Black Forest Bianca

Kevin McClure matched with Bianca Forester three days ago. Her profile had been strangely compelling—a chef specializing in heritage Black Forest cuisine, with photos of her meticulously layering dark chocolate sponge, kirsch-soaked cherries, and thick cream into elaborate cakes.

Her bio mentioned she’d recently moved from Germany’s Black Forest region, and her messages had been oddly formal yet playful. A mix of old-world charm and something he couldn’t quite place.

When she invited him to her restaurant, Schwarzwald, for a private after-hours tasting, he jumped at the chance. The reviews were stellar—but something about the place was elusive. The website had no menu, no listed hours. When he searched for photos, they all seemed… wrong—as though the restaurant itself didn’t want to be seen.


Kevin arrived at 9 PM sharp. The street was empty. Schwarzwald stood in the dim glow of a single lantern, its heavy wood-and-iron door cracked open, inviting him inside.

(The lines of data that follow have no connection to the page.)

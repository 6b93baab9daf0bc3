mod api;
mod bootstrap;
mod health;

use anyhow::Result;
use sayara_core::config::{AppConfig, LoadOptions};

fn init_logging(config: &AppConfig) {
    use sayara_core::config::LogFormat::*;
    use tracing::Level;

    let log_level = config.logging.level.parse::<Level>().unwrap_or(Level::INFO);

    match config.logging.format {
        Compact => {
            tracing_subscriber::fmt().with_target(false).with_max_level(log_level).compact().init();
        }
        Pretty => {
            tracing_subscriber::fmt().with_target(false).with_max_level(log_level).pretty().init();
        }
        Json => {
            tracing_subscriber::fmt().with_target(false).with_max_level(log_level).json().init();
        }
    }
}

#[tokio::main]
async fn main() -> Result<()> {
    run().await
}

pub async fn run() -> Result<()> {
    // Load config and initialize logging before any other operations
    let config = AppConfig::load(LoadOptions::default())?;
    init_logging(&config);

    let app = bootstrap::bootstrap_with_config(config)?;
    let address = format!("{}:{}", app.config.server.bind_address, app.config.server.port);
    let listener = tokio::net::TcpListener::bind(&address).await?;

    let router = api::router(app.state.clone()).merge(health::router(app.state));

    tracing::info!(
        event_name = "system.server.started",
        correlation_id = "bootstrap",
        bind_address = %address,
        provider = ?app.config.llm.provider,
        "sayara-server started"
    );

    axum::serve(listener, router).with_graceful_shutdown(wait_for_shutdown()).await?;

    tracing::info!(
        event_name = "system.server.stopped",
        correlation_id = "shutdown",
        "sayara-server stopped"
    );

    Ok(())
}

async fn wait_for_shutdown() {
    if let Err(error) = tokio::signal::ctrl_c().await {
        tracing::error!(
            event_name = "system.server.signal_error",
            correlation_id = "shutdown",
            error = %error,
            "could not listen for shutdown signal"
        );
    }
}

The restaurant was dark except for a single table, bathed in candlelight. The walls were lined with twisted wooden beams that looked almost organic, as though the building had grown from the ground itself.

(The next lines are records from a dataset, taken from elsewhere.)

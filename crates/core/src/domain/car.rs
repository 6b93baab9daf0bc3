use serde::{Deserialize, Serialize};

use crate::catalog::CatalogProvider;
use crate::errors::{DomainError, FieldError};

/// Earliest model year the marketplace accepts.
pub const MIN_MODEL_YEAR: i32 = 1980;

const VALID_CYLINDER_COUNTS: [u8; 3] = [4, 6, 8];

#[derive(Clone, Copy, Debug, PartialEq, Eq, Serialize, Deserialize)]
pub enum FuelType {
    Petrol,
    Diesel,
    Hybrid,
}

impl FuelType {
    pub fn as_str(&self) -> &'static str {
        match self {
            Self::Petrol => "Petrol",
            Self::Diesel => "Diesel",
            Self::Hybrid => "Hybrid",
        }
    }
}

/// A seller-submitted car description. Immutable once constructed; every
/// engine takes it by reference and returns derived values.
#[derive(Clone, Debug, PartialEq, Eq, Serialize, Deserialize)]
pub struct CarAttributes {
    pub brand: String,
    pub model: String,
    pub trim: String,
    pub year: i32,
    /// Odometer reading in kilometers. Signed so that out-of-range input is
    /// representable and rejected by validation instead of at parse time.
    pub mileage_km: i64,
    pub fuel_type: FuelType,
    pub cylinders: u8,
    pub origin: String,
    pub color: String,
    pub paint_condition: String,
    #[serde(default, skip_serializing_if = "Option::is_none")]
    pub notes: Option<String>,
}

impl CarAttributes {
    /// Validates type/range constraints and the brand/model/trim chain
    /// against the injected catalog. Collects every failing field rather
    /// than stopping at the first.
    pub fn validate(
        &self,
        catalog: &dyn CatalogProvider,
        as_of_year: i32,
    ) -> Result<(), DomainError> {
        let mut fields = Vec::new();

        require_non_empty(&mut fields, "brand", &self.brand);
        require_non_empty(&mut fields, "model", &self.model);
        require_non_empty(&mut fields, "trim", &self.trim);
        require_non_empty(&mut fields, "origin", &self.origin);
        require_non_empty(&mut fields, "color", &self.color);
        require_non_empty(&mut fields, "paint_condition", &self.paint_condition);

        if self.year < MIN_MODEL_YEAR || self.year > as_of_year + 1 {
            fields.push(FieldError::new(
                "year",
                format!("year must be between {MIN_MODEL_YEAR} and {}", as_of_year + 1),
            ));
        }

        if self.mileage_km < 0 {
            fields.push(FieldError::new("mileage_km", "mileage cannot be negative"));
        }

        if !VALID_CYLINDER_COUNTS.contains(&self.cylinders) {
            fields.push(FieldError::new("cylinders", "cylinder count must be 4, 6, or 8"));
        }

        let chain_named = !self.brand.trim().is_empty()
            && !self.model.trim().is_empty()
            && !self.trim.trim().is_empty();
        if chain_named && catalog.resolve(&self.brand, &self.model, &self.trim).is_none() {
            fields.push(FieldError::new(
                "trim",
                format!("unknown combination `{} {} {}`", self.brand, self.model, self.trim),
            ));
        }

        if fields.is_empty() {
            Ok(())
        } else {
            Err(DomainError::Validation(fields))
        }
    }

    /// One-line description used in assistant prompts, e.g.
    /// `2023 Toyota Land Cruiser VXR, 15000 km, Petrol, 8 cylinders, Gulf import, White, No paint`.
    pub fn describe(&self) -> String {
        format!(
            "{} {} {} {}, {} km, {}, {} cylinders, {} import, {}, {}",
            self.year,
            self.brand,
            self.model,
            self.trim,
            self.mileage_km,
            self.fuel_type.as_str(),
            self.cylinders,
            self.origin,
            self.color,
            self.paint_condition,
        )
    }
}

fn require_non_empty(fields: &mut Vec<FieldError>, field: &str, value: &str) {
    if value.trim().is_empty() {
        fields.push(FieldError::new(field, format!("{field} is required")));
    }
}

Bianca greeted him in a crisp white chef’s coat, her dark hair pinned back, except for a few loose strands curling around her pale face.

“I hope you’re hungry,” she said, leading him to the table. Her accent was soft, but deliberate, like someone who had spoken English for centuries but never quite let go of their mother tongue.

She brought out the first course—thin slices of Black Forest ham, deep red with marbled white veins.

“Cured in-house,” she explained. “Traditional methods. The smoking process takes months. But the preparation?” She smiled. “That begins with the first bite.”

Kevin picked up a slice and placed it on his tongue.

The taste was indescribable.

At first, it was rich, velvety, almost intoxicating. Then—something shifted. A creeping feral musk. The deep, loamy taste of soil after rain. The lingering bitterness of pine resin. Something ancient. Something alive.

Bianca watched him intently.

“What’s your secret ingredient?” he asked, the question half a joke, half a plea.

Her smile widened. “We preserve more than just meat in the Black Forest.”

She disappeared into the kitchen.


Kevin’s vision swam. The candle flames flickered strangely, their shadows elongating, twisting, moving when nothing else did.

The walls seemed… closer. The beams had shifted, hadn’t they? The wood looked like bones now—not carved, but grown that way, shaped by centuries of wind, time, and hunger.

Bianca returned, setting down a slice of Black Forest cake before him. The cherries glistened wetly in the candlelight, dark as coagulated blood.

Kevin blinked. His fingers felt numb. He tried to stand, but his legs wouldn’t move.

“What… what’s happening?” he slurred. His fork clattered against the plate.

Bianca tilted her head. Her pupils were too large now, swallowing the color of her irises, and her shadow on the wall was… wrong.

Too tall. Too jagged.

Branches. Not arms.

“The Black Forest is old, Kevin,” she murmured, voice deepening, growing rough, raw, and layered—like a chorus of voices speaking through her. “The trees, the roots, the soil—we learned long ago how to preserve more than just flesh. Time. Memory. Life itself.”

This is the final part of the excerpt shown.